== Directions ==
Report all lines in the records that hold the string "bounds".

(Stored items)
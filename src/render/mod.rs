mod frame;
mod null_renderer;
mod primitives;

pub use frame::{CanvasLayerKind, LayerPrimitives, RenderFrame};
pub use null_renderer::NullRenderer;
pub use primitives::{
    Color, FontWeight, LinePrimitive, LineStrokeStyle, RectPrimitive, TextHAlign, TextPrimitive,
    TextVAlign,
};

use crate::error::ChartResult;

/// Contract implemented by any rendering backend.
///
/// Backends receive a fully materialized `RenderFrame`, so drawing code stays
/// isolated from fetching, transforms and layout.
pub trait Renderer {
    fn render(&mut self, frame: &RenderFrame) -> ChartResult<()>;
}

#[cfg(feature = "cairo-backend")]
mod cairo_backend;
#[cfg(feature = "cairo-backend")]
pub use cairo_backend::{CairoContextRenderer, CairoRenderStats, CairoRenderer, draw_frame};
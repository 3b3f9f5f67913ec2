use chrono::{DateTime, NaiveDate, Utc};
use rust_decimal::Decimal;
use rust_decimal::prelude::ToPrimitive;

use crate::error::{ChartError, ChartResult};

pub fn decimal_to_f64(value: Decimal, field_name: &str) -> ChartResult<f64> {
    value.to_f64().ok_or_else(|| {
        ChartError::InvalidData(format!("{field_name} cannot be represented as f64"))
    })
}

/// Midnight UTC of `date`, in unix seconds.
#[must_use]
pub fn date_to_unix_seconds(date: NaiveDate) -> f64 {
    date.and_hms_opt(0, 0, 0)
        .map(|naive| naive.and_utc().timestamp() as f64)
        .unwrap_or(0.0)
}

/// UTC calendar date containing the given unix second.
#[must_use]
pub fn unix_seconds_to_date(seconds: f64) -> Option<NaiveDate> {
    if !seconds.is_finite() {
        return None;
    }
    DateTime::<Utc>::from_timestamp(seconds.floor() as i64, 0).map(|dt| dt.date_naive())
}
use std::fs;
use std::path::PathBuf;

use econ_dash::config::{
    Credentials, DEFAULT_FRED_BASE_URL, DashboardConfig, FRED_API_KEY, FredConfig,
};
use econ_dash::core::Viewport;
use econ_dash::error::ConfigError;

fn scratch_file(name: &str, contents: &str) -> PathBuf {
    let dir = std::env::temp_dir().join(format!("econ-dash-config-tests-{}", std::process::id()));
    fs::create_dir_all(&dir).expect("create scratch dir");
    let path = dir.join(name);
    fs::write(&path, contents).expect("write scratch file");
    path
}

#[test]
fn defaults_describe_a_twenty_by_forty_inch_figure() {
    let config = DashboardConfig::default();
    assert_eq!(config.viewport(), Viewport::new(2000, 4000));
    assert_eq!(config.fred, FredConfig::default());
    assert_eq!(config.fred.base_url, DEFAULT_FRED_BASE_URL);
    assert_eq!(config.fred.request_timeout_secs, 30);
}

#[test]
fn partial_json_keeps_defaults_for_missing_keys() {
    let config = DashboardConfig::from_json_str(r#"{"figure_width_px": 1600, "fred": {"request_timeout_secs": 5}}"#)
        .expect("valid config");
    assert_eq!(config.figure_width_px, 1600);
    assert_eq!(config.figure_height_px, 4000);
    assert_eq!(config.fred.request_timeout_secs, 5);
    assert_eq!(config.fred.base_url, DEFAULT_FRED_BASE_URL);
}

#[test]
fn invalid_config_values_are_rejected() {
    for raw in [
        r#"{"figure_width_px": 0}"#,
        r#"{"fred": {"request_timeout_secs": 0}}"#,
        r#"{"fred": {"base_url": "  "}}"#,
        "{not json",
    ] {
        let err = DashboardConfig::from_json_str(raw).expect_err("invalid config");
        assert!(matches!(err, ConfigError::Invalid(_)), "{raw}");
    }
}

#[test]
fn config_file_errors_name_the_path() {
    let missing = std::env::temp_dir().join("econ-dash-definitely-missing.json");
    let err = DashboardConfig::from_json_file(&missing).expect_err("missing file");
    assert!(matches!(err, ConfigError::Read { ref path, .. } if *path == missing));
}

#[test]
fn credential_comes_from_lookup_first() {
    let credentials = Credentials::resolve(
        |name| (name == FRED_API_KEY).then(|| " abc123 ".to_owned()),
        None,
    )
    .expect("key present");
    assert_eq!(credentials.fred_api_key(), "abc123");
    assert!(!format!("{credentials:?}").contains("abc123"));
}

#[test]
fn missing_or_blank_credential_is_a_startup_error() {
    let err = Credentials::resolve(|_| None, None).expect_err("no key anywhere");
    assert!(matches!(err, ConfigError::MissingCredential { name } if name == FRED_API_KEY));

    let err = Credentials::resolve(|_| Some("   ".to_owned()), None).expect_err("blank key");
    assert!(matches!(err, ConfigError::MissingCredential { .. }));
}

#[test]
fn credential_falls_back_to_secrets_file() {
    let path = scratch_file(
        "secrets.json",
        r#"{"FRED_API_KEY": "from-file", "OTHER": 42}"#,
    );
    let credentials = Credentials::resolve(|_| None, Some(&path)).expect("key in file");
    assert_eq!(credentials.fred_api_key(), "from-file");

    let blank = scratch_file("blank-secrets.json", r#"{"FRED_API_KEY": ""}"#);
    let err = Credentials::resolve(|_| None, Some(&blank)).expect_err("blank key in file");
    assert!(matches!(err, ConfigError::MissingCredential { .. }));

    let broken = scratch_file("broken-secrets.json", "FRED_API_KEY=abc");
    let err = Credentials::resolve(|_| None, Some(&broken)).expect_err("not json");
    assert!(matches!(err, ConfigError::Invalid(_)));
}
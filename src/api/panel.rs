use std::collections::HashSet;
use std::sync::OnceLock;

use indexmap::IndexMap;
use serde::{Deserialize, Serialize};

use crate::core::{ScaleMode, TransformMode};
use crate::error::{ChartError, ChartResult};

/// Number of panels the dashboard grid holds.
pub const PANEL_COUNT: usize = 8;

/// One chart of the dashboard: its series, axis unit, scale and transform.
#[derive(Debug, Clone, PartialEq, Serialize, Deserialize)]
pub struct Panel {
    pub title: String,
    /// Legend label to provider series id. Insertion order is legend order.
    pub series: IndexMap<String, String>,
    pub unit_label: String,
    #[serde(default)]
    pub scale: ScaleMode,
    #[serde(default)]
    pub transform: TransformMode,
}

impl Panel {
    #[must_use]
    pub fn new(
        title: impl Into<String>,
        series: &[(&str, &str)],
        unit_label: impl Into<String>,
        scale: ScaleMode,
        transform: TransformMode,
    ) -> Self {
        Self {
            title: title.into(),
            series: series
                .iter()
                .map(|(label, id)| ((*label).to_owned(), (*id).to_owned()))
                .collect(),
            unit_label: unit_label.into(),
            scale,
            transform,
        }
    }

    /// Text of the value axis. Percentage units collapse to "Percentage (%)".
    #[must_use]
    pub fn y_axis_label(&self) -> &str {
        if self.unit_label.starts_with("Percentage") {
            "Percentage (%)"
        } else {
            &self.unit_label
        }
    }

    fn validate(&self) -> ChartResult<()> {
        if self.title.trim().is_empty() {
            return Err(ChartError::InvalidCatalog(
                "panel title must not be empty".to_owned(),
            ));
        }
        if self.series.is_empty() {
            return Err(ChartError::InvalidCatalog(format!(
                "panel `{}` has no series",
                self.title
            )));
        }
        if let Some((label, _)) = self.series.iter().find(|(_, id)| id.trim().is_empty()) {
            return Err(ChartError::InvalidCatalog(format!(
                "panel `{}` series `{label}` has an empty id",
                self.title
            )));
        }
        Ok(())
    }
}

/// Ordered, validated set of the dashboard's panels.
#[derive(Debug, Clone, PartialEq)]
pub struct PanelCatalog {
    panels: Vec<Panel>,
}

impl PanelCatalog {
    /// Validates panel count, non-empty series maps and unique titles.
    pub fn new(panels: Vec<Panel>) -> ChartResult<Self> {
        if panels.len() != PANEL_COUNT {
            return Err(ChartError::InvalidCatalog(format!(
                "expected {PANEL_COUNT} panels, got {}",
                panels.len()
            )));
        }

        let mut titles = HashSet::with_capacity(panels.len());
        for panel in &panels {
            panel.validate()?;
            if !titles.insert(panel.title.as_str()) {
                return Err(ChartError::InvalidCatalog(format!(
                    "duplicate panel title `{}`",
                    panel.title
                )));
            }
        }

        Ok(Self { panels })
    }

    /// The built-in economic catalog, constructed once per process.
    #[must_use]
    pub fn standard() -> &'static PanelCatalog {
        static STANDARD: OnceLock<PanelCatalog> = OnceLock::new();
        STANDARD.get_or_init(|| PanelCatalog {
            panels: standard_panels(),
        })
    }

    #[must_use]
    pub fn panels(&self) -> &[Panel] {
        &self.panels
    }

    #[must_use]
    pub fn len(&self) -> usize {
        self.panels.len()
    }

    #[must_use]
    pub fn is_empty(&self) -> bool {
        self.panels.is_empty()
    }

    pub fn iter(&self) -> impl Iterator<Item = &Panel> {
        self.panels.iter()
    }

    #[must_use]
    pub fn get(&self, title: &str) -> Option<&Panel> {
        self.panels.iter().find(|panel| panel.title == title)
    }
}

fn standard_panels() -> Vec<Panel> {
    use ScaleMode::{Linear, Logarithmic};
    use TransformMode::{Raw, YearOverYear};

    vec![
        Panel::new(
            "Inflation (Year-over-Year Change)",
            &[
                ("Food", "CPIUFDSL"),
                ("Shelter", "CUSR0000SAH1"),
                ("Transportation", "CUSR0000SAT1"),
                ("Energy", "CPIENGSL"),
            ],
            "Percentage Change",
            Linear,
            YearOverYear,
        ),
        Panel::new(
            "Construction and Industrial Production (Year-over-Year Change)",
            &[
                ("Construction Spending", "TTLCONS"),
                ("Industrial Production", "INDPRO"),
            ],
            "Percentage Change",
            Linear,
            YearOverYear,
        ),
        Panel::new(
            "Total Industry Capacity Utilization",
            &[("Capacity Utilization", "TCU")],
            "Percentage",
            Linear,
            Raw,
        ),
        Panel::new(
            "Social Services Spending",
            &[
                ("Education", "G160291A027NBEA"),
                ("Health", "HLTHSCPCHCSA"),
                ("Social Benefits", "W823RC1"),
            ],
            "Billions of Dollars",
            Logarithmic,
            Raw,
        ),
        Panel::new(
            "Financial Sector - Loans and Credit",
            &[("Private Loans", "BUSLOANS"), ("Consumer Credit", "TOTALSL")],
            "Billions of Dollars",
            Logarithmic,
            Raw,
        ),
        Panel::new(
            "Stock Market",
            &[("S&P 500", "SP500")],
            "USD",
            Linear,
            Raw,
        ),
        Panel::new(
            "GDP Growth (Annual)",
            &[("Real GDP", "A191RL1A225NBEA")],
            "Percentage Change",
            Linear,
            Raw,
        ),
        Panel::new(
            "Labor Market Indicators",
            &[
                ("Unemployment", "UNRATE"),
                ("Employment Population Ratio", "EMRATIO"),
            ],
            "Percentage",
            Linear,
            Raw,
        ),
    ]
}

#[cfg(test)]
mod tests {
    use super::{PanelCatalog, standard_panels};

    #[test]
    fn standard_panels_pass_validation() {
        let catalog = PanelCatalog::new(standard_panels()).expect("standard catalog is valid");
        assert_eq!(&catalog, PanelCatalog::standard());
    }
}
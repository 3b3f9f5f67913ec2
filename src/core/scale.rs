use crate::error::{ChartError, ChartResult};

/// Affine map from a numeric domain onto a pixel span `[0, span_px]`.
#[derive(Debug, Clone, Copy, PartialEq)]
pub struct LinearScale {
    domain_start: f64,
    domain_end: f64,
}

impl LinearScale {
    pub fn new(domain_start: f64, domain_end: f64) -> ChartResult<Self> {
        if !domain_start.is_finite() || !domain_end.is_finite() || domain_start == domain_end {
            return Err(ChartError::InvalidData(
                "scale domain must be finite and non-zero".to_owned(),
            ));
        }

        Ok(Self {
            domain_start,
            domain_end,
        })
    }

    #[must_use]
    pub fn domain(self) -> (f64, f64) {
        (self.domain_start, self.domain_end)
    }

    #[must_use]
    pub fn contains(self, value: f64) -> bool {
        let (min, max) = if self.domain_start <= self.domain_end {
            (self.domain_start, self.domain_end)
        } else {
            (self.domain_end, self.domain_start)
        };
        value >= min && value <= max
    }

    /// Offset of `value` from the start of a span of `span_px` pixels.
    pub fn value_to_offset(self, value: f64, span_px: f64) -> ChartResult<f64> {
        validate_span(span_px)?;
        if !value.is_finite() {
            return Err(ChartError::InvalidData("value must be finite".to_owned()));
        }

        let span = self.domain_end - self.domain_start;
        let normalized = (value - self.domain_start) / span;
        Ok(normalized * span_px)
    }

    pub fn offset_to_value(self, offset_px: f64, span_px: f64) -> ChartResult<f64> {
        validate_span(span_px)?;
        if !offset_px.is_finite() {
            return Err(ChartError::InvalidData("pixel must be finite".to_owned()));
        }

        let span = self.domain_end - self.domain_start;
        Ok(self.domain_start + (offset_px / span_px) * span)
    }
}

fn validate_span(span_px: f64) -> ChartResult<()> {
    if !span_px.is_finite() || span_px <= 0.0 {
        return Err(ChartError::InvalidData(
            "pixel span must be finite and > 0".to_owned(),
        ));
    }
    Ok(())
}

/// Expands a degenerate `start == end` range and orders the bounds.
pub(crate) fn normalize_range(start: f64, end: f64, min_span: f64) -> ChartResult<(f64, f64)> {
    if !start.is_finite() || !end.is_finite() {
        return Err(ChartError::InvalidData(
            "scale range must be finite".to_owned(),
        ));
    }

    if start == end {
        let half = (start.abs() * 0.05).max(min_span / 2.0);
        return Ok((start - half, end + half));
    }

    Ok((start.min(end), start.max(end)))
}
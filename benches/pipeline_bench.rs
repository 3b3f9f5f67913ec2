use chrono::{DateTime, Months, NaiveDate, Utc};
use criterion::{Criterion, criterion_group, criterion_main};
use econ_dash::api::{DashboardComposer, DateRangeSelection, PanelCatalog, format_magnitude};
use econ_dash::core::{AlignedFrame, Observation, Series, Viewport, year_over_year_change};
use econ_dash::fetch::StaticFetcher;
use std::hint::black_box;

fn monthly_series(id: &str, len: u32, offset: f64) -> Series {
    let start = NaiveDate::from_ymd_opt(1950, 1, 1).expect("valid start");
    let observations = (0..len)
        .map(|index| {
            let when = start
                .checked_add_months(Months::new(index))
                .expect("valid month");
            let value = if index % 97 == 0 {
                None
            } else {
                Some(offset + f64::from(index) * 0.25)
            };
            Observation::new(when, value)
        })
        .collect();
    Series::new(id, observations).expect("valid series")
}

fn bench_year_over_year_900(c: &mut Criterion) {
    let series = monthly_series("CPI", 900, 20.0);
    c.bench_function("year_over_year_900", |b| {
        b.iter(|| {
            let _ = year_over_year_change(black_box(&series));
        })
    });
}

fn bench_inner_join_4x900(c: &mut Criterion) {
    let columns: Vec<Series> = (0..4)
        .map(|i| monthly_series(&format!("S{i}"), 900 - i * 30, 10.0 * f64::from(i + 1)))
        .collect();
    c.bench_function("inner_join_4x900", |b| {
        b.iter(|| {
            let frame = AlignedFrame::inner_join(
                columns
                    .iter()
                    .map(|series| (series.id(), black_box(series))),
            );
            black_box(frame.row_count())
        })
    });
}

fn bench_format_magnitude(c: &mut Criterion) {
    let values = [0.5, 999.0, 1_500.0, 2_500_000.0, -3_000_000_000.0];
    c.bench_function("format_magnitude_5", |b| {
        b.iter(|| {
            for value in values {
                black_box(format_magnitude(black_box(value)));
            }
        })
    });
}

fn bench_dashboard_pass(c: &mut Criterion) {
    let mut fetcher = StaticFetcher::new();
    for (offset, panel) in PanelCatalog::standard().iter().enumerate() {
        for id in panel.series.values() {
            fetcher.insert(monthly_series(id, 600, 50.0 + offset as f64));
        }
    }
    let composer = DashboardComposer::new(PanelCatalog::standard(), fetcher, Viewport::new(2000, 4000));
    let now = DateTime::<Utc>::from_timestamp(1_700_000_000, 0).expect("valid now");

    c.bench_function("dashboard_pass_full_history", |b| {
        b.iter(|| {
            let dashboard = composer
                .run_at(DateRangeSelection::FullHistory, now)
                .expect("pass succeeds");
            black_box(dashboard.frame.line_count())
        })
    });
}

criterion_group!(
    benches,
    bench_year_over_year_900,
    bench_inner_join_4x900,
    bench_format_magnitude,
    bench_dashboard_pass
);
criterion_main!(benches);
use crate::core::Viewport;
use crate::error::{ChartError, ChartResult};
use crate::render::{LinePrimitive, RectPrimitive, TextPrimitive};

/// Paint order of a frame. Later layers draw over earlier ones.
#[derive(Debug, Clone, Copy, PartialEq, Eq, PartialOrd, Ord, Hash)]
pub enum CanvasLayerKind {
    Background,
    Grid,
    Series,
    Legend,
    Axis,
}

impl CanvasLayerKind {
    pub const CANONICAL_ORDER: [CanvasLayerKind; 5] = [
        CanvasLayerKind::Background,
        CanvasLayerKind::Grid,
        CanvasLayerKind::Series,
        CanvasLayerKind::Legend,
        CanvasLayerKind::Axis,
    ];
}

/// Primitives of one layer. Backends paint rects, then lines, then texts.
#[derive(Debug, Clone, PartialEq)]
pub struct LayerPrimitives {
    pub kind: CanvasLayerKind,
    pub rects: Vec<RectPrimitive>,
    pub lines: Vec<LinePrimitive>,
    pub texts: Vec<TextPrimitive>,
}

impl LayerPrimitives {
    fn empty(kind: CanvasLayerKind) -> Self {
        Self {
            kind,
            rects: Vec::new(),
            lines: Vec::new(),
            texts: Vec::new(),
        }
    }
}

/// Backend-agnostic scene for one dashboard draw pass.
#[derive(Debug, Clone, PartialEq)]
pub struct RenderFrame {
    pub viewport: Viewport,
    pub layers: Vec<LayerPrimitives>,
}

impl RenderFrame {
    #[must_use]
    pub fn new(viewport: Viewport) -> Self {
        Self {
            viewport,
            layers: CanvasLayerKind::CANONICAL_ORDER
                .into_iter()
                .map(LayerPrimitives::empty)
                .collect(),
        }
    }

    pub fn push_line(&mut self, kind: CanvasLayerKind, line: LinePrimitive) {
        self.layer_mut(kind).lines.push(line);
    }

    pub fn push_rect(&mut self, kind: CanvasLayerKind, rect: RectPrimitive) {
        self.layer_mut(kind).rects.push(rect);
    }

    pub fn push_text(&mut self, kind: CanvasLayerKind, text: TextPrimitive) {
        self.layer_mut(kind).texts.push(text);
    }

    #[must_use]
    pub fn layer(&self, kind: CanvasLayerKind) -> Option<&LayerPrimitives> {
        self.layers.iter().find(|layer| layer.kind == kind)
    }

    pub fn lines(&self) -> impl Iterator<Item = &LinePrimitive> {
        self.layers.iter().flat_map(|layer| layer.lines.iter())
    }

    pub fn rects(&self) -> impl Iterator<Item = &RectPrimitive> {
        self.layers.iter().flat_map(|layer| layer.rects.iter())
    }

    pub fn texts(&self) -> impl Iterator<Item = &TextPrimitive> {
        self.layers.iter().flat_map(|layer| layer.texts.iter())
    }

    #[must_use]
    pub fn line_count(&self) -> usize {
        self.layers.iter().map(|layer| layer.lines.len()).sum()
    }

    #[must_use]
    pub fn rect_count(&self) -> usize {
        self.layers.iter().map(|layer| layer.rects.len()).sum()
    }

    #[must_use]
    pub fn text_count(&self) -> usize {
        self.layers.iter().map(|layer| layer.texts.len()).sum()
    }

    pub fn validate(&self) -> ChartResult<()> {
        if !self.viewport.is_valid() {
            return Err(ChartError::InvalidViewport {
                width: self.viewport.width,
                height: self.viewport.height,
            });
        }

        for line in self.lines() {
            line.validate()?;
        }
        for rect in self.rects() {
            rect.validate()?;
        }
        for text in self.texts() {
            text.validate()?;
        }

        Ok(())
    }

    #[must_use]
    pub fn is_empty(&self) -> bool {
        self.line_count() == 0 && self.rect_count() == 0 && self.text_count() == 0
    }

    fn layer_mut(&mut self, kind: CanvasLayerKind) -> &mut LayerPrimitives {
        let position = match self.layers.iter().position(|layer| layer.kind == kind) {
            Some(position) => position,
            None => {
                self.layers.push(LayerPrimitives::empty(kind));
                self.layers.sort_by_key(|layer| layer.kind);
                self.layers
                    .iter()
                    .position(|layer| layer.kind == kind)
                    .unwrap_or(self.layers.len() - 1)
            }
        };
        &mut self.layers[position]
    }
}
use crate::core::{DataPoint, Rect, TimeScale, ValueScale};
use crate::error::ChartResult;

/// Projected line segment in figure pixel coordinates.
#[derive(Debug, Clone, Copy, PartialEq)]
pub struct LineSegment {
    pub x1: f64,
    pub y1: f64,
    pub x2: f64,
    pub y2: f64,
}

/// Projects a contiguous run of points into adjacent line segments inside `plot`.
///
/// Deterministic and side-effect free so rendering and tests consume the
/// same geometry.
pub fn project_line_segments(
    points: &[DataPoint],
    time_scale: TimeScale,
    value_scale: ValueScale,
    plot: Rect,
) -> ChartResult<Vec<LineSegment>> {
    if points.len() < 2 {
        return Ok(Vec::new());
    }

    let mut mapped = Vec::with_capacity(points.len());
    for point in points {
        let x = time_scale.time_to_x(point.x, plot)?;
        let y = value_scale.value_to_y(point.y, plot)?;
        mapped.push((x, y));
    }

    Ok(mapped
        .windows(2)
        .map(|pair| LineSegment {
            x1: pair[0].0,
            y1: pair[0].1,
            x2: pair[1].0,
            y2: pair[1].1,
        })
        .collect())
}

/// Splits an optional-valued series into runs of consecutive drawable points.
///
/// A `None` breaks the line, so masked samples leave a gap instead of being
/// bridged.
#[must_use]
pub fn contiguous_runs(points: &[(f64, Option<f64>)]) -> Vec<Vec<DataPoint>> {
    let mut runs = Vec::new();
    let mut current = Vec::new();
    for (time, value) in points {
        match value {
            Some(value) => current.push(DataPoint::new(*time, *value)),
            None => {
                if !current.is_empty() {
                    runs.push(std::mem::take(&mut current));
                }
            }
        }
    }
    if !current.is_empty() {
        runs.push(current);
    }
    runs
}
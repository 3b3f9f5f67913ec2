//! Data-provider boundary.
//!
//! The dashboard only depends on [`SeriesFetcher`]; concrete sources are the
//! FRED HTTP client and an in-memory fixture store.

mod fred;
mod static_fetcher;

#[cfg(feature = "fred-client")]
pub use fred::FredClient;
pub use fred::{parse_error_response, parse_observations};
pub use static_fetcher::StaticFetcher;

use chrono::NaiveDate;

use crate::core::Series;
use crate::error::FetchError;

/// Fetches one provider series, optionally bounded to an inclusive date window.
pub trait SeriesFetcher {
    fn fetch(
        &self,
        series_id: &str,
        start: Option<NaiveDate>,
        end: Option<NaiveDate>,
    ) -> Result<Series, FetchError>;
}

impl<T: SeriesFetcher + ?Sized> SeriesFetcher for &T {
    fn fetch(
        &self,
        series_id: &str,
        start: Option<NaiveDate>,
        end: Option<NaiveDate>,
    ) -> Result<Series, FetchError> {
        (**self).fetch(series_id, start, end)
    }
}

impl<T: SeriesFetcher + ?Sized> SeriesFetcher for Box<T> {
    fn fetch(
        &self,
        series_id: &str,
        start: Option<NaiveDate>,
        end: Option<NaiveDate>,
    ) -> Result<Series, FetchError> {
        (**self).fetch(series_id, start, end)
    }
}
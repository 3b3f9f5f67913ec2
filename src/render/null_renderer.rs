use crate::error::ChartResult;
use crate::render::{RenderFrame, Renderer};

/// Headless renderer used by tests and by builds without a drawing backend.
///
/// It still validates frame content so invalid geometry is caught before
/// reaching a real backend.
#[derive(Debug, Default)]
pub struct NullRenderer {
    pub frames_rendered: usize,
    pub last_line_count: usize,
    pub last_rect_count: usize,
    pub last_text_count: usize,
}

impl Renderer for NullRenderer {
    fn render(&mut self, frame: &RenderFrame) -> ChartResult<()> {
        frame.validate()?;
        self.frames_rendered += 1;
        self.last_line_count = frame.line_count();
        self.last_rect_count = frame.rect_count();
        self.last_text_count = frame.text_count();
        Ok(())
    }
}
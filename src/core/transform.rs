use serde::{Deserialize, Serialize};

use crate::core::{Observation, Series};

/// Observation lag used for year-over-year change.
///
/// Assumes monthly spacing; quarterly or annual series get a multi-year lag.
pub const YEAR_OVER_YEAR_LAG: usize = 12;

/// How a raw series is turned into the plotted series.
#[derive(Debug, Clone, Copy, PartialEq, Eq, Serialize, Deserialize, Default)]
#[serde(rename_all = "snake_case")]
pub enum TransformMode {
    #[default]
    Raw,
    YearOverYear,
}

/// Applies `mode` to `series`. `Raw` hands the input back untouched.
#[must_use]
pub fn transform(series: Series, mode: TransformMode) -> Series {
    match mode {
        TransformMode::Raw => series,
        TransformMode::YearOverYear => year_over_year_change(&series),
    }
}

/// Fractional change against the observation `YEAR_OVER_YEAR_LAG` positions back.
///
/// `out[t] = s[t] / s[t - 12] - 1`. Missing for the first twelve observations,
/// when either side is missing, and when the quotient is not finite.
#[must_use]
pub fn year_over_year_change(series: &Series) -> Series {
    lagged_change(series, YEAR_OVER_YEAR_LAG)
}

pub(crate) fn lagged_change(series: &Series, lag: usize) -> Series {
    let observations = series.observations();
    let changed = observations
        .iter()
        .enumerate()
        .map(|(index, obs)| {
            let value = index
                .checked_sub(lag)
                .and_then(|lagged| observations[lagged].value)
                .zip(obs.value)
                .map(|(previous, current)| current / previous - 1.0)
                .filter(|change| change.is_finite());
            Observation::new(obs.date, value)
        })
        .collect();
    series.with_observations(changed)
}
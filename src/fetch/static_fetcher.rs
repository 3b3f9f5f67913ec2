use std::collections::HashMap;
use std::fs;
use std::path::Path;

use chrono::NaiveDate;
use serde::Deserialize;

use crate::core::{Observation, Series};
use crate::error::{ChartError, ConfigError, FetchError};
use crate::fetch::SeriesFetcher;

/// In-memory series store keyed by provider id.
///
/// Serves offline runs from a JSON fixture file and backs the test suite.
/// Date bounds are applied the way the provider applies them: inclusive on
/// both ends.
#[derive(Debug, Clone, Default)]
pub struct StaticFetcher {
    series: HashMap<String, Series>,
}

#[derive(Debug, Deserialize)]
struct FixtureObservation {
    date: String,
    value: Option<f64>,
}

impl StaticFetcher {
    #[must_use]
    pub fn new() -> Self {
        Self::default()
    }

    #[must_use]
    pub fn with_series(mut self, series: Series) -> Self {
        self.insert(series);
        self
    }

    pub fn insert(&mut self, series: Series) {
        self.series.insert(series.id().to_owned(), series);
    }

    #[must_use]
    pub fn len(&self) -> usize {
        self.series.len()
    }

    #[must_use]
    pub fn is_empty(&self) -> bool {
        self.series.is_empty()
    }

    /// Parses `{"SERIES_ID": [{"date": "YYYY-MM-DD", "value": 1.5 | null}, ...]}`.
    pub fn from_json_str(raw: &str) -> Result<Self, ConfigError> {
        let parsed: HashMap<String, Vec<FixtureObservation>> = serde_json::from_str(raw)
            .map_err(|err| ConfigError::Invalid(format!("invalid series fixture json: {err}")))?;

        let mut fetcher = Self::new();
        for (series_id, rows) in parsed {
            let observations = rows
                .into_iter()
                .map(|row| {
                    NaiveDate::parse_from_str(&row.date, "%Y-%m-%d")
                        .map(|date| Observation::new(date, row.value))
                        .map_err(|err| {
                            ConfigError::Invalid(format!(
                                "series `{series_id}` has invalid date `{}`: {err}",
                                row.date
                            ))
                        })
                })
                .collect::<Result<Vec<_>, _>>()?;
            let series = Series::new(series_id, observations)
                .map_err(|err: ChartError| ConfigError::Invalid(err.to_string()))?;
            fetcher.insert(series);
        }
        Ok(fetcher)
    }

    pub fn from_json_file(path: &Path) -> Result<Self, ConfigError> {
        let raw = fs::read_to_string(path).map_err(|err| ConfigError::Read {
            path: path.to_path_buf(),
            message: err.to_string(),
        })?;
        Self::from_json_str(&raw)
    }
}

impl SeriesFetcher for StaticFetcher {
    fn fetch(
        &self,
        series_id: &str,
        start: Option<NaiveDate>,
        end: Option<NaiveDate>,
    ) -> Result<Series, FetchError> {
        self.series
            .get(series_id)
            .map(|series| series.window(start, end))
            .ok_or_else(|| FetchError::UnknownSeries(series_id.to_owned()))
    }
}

== Answer box ==
/// Expands a degenerate `start == end` range and orders the bounds.
/// Date bounds are applied the way the provider applies them: inclusive on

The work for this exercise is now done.